发布时间:2022-08-23 10:44:30 阅读:16422次 来源:百度学术

  纯化的另一个重要目的是有效去除灭活收料液中的内源逆转录病毒样颗粒,以及未检测到的外源病毒。

  病毒如何去除与灭活

  抗体生产常用的CHO和NS0细胞系都分泌内源逆转录病毒样颗粒。这些颗粒不具备感染能力,但为了安全,需加以清除。

  在细胞培养中,环境或原材料中夹杂的外源病毒有可能感染并利用细胞大量复制。外源病毒感染有可能通过在线或离线检测发现,及时终止生产,阻断传播。但病毒感染也有可能不能及时发现,造成病毒随抗体药物进人下游环节。

  需要指出的是,虽然存在这种间接感染的可能性,到目前为止还没有发现任何通过使用抗体药物感染病毒的案例。

  控制病毒风险需要从三方面入手:

  1、控制原材料和工艺,减少病毒污染;

  2、利用原材料和中间产品检测及时发现污染;

  3、在纯化步骤中建立足够的病毒灭活去除能力,清除未发现的病毒。

  抗体纯化中的各层析步骤都有不同程度的病毒灭活去除能力,尤其是阴离子交换。在阴离子交换中性上样条件下,病毒带负电荷,会吸附在阴离子交换介质上,而抗体则带正电荷流穿。蛋白A亲和层析和深层过滤也有很强的病毒去除能力。

  Zhou等发现,常用的深层过滤器对4种测试的模型病毒都有显著的去除作用,其中对鼠细小病毒的去除能力超过4Log1010。在纯化步骤本身的病毒去除能力基础上,抗体纯化还包括两个正交的专属病毒灭活去除步骤,即低pH孵育和病毒过滤。

  病毒种类繁多,对病毒去除灭活的敏感度不同,需使用具有广泛代表性的病毒作为模型病毒加以研究和验证。Miesegaes等分析了提交到美国FDA的抗体药物申报材料,发现逆转录病毒、细小病毒和疱疹病毒是病毒去除灭活验证最常使用的模型病毒。

  3种病毒中的逆转录病毒和疱疼病毒为包膜病毒,体积大,理化抗性低。细小病毒则是无包膜病毒,体积小,理化抗性高。逆转录病毒中又以鼠白血病病毒最为常用,细小病毒中又以鼠细小病毒最为常用。采用鼠白血病病毒的原因是用于模拟宿主细胞自身表达的内源性逆转录病毒样颗粒。鼠细小病毒可以感染抗体生产用的主要宿主细胞,且体积小、理化抗性高,用来模拟难以去除的外源病毒。

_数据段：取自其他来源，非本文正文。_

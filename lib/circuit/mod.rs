//! Provides tools for conventional circuit notation.
//!
//! A [`Circuit`] is an ordered list of [operations][CircuitOp] on a register
//! of qubits whose size is fixed at creation. Nothing is simulated here;
//! circuits are handed to an [`Estimator`][crate::estimator::Estimator] for
//! evaluation.

use thiserror::Error;

#[derive(Debug, Error)]
pub enum CircuitError {
    #[error("error in gate: targeted qubit {0}, but the circuit only has {1}")]
    QubitOutOfRange(usize, usize),

    #[error("error in gate: qubit {0} appears more than once")]
    DuplicateQubit(usize),

    #[error("error in gate: multi-controlled rotation requires at least one control")]
    NoControls,

    #[error("error in gate: non-finite rotation angle {0}")]
    NonFiniteAngle(f64),
}
pub type CircuitResult<T> = Result<T, CircuitError>;
use CircuitError::*;

pub(crate) mod draw;
pub use draw::DrawStyle;

/// Rotation axis on the Bloch sphere.
#[derive(Copy, Clone, Debug, PartialEq, Eq, Hash)]
pub enum Axis {
    X,
    Y,
    Z,
}

/// A unitary gate to apply in a quantum circuit.
///
/// All rotations are `exp(-i θ σ / 2)` for rotation angle `θ` and Pauli
/// operator `σ`.
#[derive(Clone, Debug, PartialEq)]
pub enum Gate {
    /// Rotation about *x*.
    XRot(usize, f64),
    /// Rotation about *y*.
    YRot(usize, f64),
    /// Rotation about *z*.
    ZRot(usize, f64),
    /// Rotation about *x* on the second qubit, controlled by the first.
    CXRot(usize, usize, f64),
    /// Rotation about *y* on the second qubit, controlled by the first.
    CYRot(usize, usize, f64),
    /// Rotation about *x* on the second item, controlled jointly by all qubits
    /// in the first.
    MCXRot(Box<[usize]>, usize, f64),
}

impl Gate {
    /// Return `true` if `self` is `XRot`.
    pub fn is_xrot(&self) -> bool { matches!(self, Self::XRot(..)) }

    /// Return `true` if `self` is `YRot`.
    pub fn is_yrot(&self) -> bool { matches!(self, Self::YRot(..)) }

    /// Return `true` if `self` is `ZRot`.
    pub fn is_zrot(&self) -> bool { matches!(self, Self::ZRot(..)) }

    /// Return `true` if `self` is `CXRot`.
    pub fn is_cxrot(&self) -> bool { matches!(self, Self::CXRot(..)) }

    /// Return `true` if `self` is `CYRot`.
    pub fn is_cyrot(&self) -> bool { matches!(self, Self::CYRot(..)) }

    /// Return `true` if `self` is `MCXRot`.
    pub fn is_mcxrot(&self) -> bool { matches!(self, Self::MCXRot(..)) }

    /// Create a new rotation about `axis` on qubit `k`.
    pub fn rot(axis: Axis, k: usize, angle: f64) -> Self {
        match axis {
            Axis::X => Self::XRot(k, angle),
            Axis::Y => Self::YRot(k, angle),
            Axis::Z => Self::ZRot(k, angle),
        }
    }

    /// Create a new multi-controlled *x*-rotation on qubit `t`.
    pub fn mcxrot<I>(controls: I, t: usize, angle: f64) -> Self
    where I: IntoIterator<Item = usize>
    {
        Self::MCXRot(controls.into_iter().collect(), t, angle)
    }

    /// Return the rotation axis.
    pub fn axis(&self) -> Axis {
        match self {
            Self::XRot(..) | Self::CXRot(..) | Self::MCXRot(..) => Axis::X,
            Self::YRot(..) | Self::CYRot(..) => Axis::Y,
            Self::ZRot(..) => Axis::Z,
        }
    }

    /// Return the rotation angle.
    pub fn angle(&self) -> f64 {
        match self {
            Self::XRot(_, ang)
            | Self::YRot(_, ang)
            | Self::ZRot(_, ang)
            | Self::CXRot(_, _, ang)
            | Self::CYRot(_, _, ang)
            | Self::MCXRot(_, _, ang)
            => *ang,
        }
    }

    /// Return the index of the qubit the rotation acts on.
    pub fn target(&self) -> usize {
        match self {
            Self::XRot(k, _) | Self::YRot(k, _) | Self::ZRot(k, _) => *k,
            Self::CXRot(_, t, _) | Self::CYRot(_, t, _) => *t,
            Self::MCXRot(_, t, _) => *t,
        }
    }

    /// Return the indices of all control qubits, in the order given at
    /// construction.
    pub fn controls(&self) -> &[usize] {
        match self {
            Self::XRot(..) | Self::YRot(..) | Self::ZRot(..) => &[],
            Self::CXRot(c, ..) | Self::CYRot(c, ..)
                => std::slice::from_ref(c),
            Self::MCXRot(cc, ..) => &cc[..],
        }
    }
}

/// A generic circuit operation.
#[derive(Clone, Debug, PartialEq)]
pub enum CircuitOp {
    /// A unitary gate.
    Gate(Gate),
    /// An ordering fence across all qubits. Has no effect on the state.
    Barrier,
}

impl CircuitOp {
    /// Return `true` if `self` is `Gate`.
    pub fn is_gate(&self) -> bool { matches!(self, Self::Gate(_)) }

    /// Return `true` if `self` is `Barrier`.
    pub fn is_barrier(&self) -> bool { matches!(self, Self::Barrier) }

    /// Return the inner gate, if `self` is `Gate`.
    pub fn as_gate(&self) -> Option<&Gate> {
        match self {
            Self::Gate(gate) => Some(gate),
            Self::Barrier => None,
        }
    }
}

impl From<Gate> for CircuitOp {
    fn from(gate: Gate) -> Self { Self::Gate(gate) }
}

/// An ordered sequence of operations on a fixed register of qubits and
/// classical bits.
///
/// Gates are validated as they are appended, so every circuit in existence
/// only addresses qubits it actually has.
#[derive(Clone, Debug, PartialEq)]
pub struct Circuit {
    num_qubits: usize,
    num_clbits: usize,
    ops: Vec<CircuitOp>,
}

impl Circuit {
    /// Create a new, empty circuit.
    pub fn new(num_qubits: usize, num_clbits: usize) -> Self {
        Self { num_qubits, num_clbits, ops: Vec::new() }
    }

    /// Return the number of qubits.
    pub fn num_qubits(&self) -> usize { self.num_qubits }

    /// Return the number of classical bits.
    pub fn num_clbits(&self) -> usize { self.num_clbits }

    /// Return all operations in application order.
    pub fn ops(&self) -> &[CircuitOp] { &self.ops }

    /// Return the number of operations, barriers included.
    pub fn len(&self) -> usize { self.ops.len() }

    /// Return `true` if no operations have been applied.
    pub fn is_empty(&self) -> bool { self.ops.is_empty() }

    /// Return an iterator over all gates in application order, skipping
    /// barriers.
    pub fn gates(&self) -> impl Iterator<Item = &Gate> + '_ {
        self.ops.iter().filter_map(CircuitOp::as_gate)
    }

    /// Return the number of gates, not counting barriers.
    pub fn num_gates(&self) -> usize { self.gates().count() }

    fn check_qubit(&self, k: usize) -> CircuitResult<()> {
        (k < self.num_qubits).then_some(())
            .ok_or(QubitOutOfRange(k, self.num_qubits))
    }

    fn check(&self, gate: &Gate) -> CircuitResult<()> {
        let angle = gate.angle();
        if !angle.is_finite() { return Err(NonFiniteAngle(angle)); }
        if gate.is_mcxrot() && gate.controls().is_empty() {
            return Err(NoControls);
        }
        let t = gate.target();
        self.check_qubit(t)?;
        let controls = gate.controls();
        for (i, &c) in controls.iter().enumerate() {
            self.check_qubit(c)?;
            if c == t || controls[..i].contains(&c) {
                return Err(DuplicateQubit(c));
            }
        }
        Ok(())
    }

    /// Apply a [`Gate`].
    ///
    /// Fails if the gate addresses a non-existent qubit, addresses any qubit
    /// twice, or has a non-finite angle. The circuit is unchanged on failure.
    pub fn apply(&mut self, gate: Gate) -> CircuitResult<&mut Self> {
        self.check(&gate)?;
        self.ops.push(gate.into());
        Ok(self)
    }

    /// Apply a rotation about `axis` on qubit `k`.
    pub fn rot(&mut self, axis: Axis, angle: f64, k: usize)
        -> CircuitResult<&mut Self>
    {
        self.apply(Gate::rot(axis, k, angle))
    }

    /// Apply an *x*-rotation on qubit `k`.
    pub fn rx(&mut self, angle: f64, k: usize) -> CircuitResult<&mut Self> {
        self.apply(Gate::XRot(k, angle))
    }

    /// Apply a *y*-rotation on qubit `k`.
    pub fn ry(&mut self, angle: f64, k: usize) -> CircuitResult<&mut Self> {
        self.apply(Gate::YRot(k, angle))
    }

    /// Apply a *z*-rotation on qubit `k`.
    pub fn rz(&mut self, angle: f64, k: usize) -> CircuitResult<&mut Self> {
        self.apply(Gate::ZRot(k, angle))
    }

    /// Apply an *x*-rotation on qubit `t`, controlled by qubit `c`.
    pub fn crx(&mut self, angle: f64, c: usize, t: usize)
        -> CircuitResult<&mut Self>
    {
        self.apply(Gate::CXRot(c, t, angle))
    }

    /// Apply a *y*-rotation on qubit `t`, controlled by qubit `c`.
    pub fn cry(&mut self, angle: f64, c: usize, t: usize)
        -> CircuitResult<&mut Self>
    {
        self.apply(Gate::CYRot(c, t, angle))
    }

    /// Apply an *x*-rotation on qubit `t`, controlled jointly by all
    /// `controls`.
    pub fn mcrx<I>(&mut self, angle: f64, controls: I, t: usize)
        -> CircuitResult<&mut Self>
    where I: IntoIterator<Item = usize>
    {
        self.apply(Gate::mcxrot(controls, t, angle))
    }

    /// Insert a barrier across all qubits.
    pub fn barrier(&mut self) -> &mut Self {
        self.ops.push(CircuitOp::Barrier);
        self
    }

    /// Render `self` as text. See [`DrawStyle`].
    pub fn draw(&self, style: DrawStyle) -> String { draw::render(self, style) }
}

impl std::fmt::Display for Circuit {
    fn fmt(&self, f: &mut std::fmt::Formatter<'_>) -> std::fmt::Result {
        write!(f, "{}", self.draw(DrawStyle::Unicode))
    }
}

#[cfg(test)]
mod tests {
    use super::*;

    #[test]
    fn apply_in_order() {
        let mut circ = Circuit::new(3, 3);
        circ.ry(0.5, 0).unwrap()
            .cry(0.25, 0, 1).unwrap()
            .barrier()
            .mcrx(-0.1, [0, 2], 1).unwrap();
        assert_eq!(circ.len(), 4);
        assert_eq!(circ.num_gates(), 3);
        assert_eq!(circ.num_qubits(), 3);
        assert_eq!(circ.num_clbits(), 3);
        assert_eq!(
            circ.ops(),
            &[
                CircuitOp::Gate(Gate::YRot(0, 0.5)),
                CircuitOp::Gate(Gate::CYRot(0, 1, 0.25)),
                CircuitOp::Barrier,
                CircuitOp::Gate(Gate::MCXRot(vec![0, 2].into(), 1, -0.1)),
            ]
        );
    }

    #[test]
    fn reject_bad_gates() {
        let mut circ = Circuit::new(3, 0);
        assert!(matches!(circ.rx(1.0, 3), Err(QubitOutOfRange(3, 3))));
        assert!(matches!(circ.cry(1.0, 4, 0), Err(QubitOutOfRange(4, 3))));
        assert!(matches!(circ.cry(1.0, 1, 1), Err(DuplicateQubit(1))));
        assert!(matches!(circ.mcrx(1.0, [0, 0], 2), Err(DuplicateQubit(0))));
        assert!(matches!(circ.mcrx(1.0, [0, 2], 2), Err(DuplicateQubit(2))));
        assert!(matches!(circ.mcrx(1.0, Vec::new(), 2), Err(NoControls)));
        assert!(matches!(circ.ry(f64::NAN, 0), Err(NonFiniteAngle(_))));
        assert!(circ.is_empty());
    }

    #[test]
    fn gate_accessors() {
        let g = Gate::mcxrot([2, 0], 1, 0.3);
        assert_eq!(g.axis(), Axis::X);
        assert_eq!(g.target(), 1);
        assert_eq!(g.controls(), &[2, 0]);
        assert_eq!(g.angle(), 0.3);

        let g = Gate::CYRot(0, 2, 1.0);
        assert_eq!(g.axis(), Axis::Y);
        assert_eq!(g.controls(), &[0]);
        assert!(Gate::rot(Axis::Z, 1, 0.2).is_zrot());
    }
}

  ICHQ5A要求至少使用三种病毒进行病毒去除验证;而实际上一般会采用四种病毒进行病毒去除验证。MVM、MuLv、PRV以及Reo-3是目前CHO体系病毒去除验证较为使用较多的病毒(见下表)。

图例

表CHO体系病毒去除种类要求

  Miesegaes等的总结数据显示,对于逆转录病毒和疱疹病毒,蛋白A亲和、阳离子交换、阴离子交换、低pH孵育、50nm病毒过滤和20mn病毒过滤等纯化步骤都有较好的去除或灭活能力。

  除阳离子交换层析清除逆转录病毒效率稍低(>3Log10)外,其他各步骤的平均清除能力都超过4Log10。对于体积小、理化抗性高的细小病毒,低pH孵育、蛋白A层析、阳离子层析则没有显著的去除灭活效果,仅阴离子交换和20nm病毒过滤的去除能力超过4Log10。

  低pH孵育是专属的病毒灭活步骤,对包膜病毒有极强的灭活作用。低pH造成病毒包膜上的蛋白结构、膜结构、衣壳结构变化,从而去除病毒的传染能力。低pH孵育步骤可以方便地置于ProteinA层析后,在低pH洗脱液的基础上,调整pH,进行0.5-2小时的孵育。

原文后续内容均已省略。